When you reach the line containing "pub fn delay_for_attempt(&self, attempt: u32)" in the data below, begin returning lines exactly as written, and stop once the line containing "if attempt >" has been returned.

● **Data for processing**
━━━━━━━━━━━━━━━━

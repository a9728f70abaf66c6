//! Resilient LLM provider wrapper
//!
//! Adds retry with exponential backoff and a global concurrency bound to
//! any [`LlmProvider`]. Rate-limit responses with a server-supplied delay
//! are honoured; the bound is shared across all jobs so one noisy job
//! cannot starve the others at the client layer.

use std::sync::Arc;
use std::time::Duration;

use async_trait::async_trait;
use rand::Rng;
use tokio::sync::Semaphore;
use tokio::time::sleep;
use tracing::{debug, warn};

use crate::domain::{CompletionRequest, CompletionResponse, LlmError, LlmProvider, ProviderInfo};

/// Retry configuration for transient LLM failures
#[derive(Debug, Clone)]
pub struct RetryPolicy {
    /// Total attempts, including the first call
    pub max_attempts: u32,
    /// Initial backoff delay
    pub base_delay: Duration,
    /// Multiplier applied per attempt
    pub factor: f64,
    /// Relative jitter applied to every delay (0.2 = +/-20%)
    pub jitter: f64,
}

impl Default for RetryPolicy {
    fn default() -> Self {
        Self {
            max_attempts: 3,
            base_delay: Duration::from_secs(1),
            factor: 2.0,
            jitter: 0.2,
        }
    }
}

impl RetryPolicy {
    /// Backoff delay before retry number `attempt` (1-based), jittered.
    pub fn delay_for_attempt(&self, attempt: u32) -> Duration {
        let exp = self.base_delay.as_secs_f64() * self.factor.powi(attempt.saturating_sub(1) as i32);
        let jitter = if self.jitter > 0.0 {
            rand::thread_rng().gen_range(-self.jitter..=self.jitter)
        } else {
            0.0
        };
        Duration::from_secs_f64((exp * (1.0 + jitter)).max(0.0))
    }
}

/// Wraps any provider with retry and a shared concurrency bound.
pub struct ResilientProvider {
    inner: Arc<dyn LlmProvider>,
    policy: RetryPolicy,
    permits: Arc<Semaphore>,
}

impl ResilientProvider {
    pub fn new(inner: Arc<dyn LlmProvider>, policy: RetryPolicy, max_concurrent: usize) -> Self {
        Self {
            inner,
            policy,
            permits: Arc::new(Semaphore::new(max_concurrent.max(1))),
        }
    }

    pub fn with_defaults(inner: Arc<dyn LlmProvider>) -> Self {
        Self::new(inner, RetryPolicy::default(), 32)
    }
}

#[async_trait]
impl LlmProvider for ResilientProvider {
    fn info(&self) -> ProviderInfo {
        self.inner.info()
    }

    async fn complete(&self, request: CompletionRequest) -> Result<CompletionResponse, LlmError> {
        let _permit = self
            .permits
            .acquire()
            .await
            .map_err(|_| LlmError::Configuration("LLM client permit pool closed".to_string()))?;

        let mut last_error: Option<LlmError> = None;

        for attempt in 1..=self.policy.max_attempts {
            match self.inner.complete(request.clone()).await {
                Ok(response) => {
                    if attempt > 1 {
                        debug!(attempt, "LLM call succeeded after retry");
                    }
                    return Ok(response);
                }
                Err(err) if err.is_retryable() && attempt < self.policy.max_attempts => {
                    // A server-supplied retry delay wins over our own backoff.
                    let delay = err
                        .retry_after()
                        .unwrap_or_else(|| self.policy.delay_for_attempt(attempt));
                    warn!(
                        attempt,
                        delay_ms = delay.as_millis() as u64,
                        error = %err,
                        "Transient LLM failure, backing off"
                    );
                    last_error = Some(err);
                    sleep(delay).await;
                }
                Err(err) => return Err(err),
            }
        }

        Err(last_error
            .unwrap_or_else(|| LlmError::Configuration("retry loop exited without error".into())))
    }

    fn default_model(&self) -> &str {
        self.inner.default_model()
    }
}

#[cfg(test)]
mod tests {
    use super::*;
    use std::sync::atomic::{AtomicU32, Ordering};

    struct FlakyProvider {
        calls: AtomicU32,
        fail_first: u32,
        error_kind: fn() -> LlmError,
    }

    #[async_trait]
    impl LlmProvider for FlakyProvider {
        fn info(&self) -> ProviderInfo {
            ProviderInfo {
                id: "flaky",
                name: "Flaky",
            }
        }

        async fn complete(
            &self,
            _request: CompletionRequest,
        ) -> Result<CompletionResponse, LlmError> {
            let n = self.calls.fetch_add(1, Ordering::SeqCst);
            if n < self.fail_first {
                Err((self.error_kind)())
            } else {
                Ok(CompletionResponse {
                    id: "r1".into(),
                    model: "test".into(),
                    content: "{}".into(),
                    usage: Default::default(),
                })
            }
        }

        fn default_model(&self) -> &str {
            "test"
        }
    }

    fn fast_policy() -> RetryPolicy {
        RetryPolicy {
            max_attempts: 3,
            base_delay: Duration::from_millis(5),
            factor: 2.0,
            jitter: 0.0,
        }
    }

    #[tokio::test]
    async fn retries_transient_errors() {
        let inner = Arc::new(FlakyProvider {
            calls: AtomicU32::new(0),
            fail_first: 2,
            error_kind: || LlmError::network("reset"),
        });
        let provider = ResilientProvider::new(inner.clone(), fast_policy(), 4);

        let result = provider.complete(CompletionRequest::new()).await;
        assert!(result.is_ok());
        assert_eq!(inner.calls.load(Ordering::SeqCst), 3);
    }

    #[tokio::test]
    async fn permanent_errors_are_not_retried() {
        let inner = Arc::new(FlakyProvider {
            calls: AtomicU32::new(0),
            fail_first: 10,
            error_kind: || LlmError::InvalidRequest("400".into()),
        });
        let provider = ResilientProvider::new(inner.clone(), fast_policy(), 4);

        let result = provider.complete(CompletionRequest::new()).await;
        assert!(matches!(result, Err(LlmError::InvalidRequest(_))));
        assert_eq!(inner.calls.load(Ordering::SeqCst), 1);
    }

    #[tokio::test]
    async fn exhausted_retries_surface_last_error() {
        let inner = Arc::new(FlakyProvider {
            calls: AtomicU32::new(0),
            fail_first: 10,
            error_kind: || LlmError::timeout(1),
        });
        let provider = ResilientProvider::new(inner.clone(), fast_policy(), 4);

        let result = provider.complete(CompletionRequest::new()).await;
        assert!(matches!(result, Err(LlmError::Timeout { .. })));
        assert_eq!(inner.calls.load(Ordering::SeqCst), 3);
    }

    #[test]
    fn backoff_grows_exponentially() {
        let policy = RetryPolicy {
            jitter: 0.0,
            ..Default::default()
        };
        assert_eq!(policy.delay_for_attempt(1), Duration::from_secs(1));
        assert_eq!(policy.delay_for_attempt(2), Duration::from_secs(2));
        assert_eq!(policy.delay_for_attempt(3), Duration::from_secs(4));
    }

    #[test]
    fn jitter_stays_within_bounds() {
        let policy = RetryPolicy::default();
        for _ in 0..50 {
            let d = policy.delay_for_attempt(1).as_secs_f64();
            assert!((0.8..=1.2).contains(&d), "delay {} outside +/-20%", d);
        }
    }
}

━━━━━━━━━━━━━━━━

● **Task solution**
    pub fn delay_for_attempt(&self, attempt: u32) -> Duration {
        let exp = self.base_delay.as_secs_f64() * self.factor.powi(attempt.saturating_sub(1) as i32);
        let jitter = if self.jitter > 0.0 {
            rand::thread_rng().gen_range(-self.jitter..=self.jitter)
        } else {
            0.0
        };
        Duration::from_secs_f64((exp * (1.0 + jitter)).max(0.0))
    }
}

/// Wraps any provider with retry and a shared concurrency bound.
pub struct ResilientProvider {
    inner: Arc<dyn LlmProvider>,
    policy: RetryPolicy,
    permits: Arc<Semaphore>,
}

impl ResilientProvider {
    pub fn new(inner: Arc<dyn LlmProvider>, policy: RetryPolicy, max_concurrent: usize) -> Self {
        Self {
            inner,
            policy,
            permits: Arc::new(Semaphore::new(max_concurrent.max(1))),
        }
    }

    pub fn with_defaults(inner: Arc<dyn LlmProvider>) -> Self {
        Self::new(inner, RetryPolicy::default(), 32)
    }
}

#[async_trait]
impl LlmProvider for ResilientProvider {
    fn info(&self) -> ProviderInfo {
        self.inner.info()
    }

    async fn complete(&self, request: CompletionRequest) -> Result<CompletionResponse, LlmError> {
        let _permit = self
            .permits
            .acquire()
            .await
            .map_err(|_| LlmError::Configuration("LLM client permit pool closed".to_string()))?;

        let mut last_error: Option<LlmError> = None;

        for attempt in 1..=self.policy.max_attempts {
            match self.inner.complete(request.clone()).await {
                Ok(response) => {
                    if attempt > 1 {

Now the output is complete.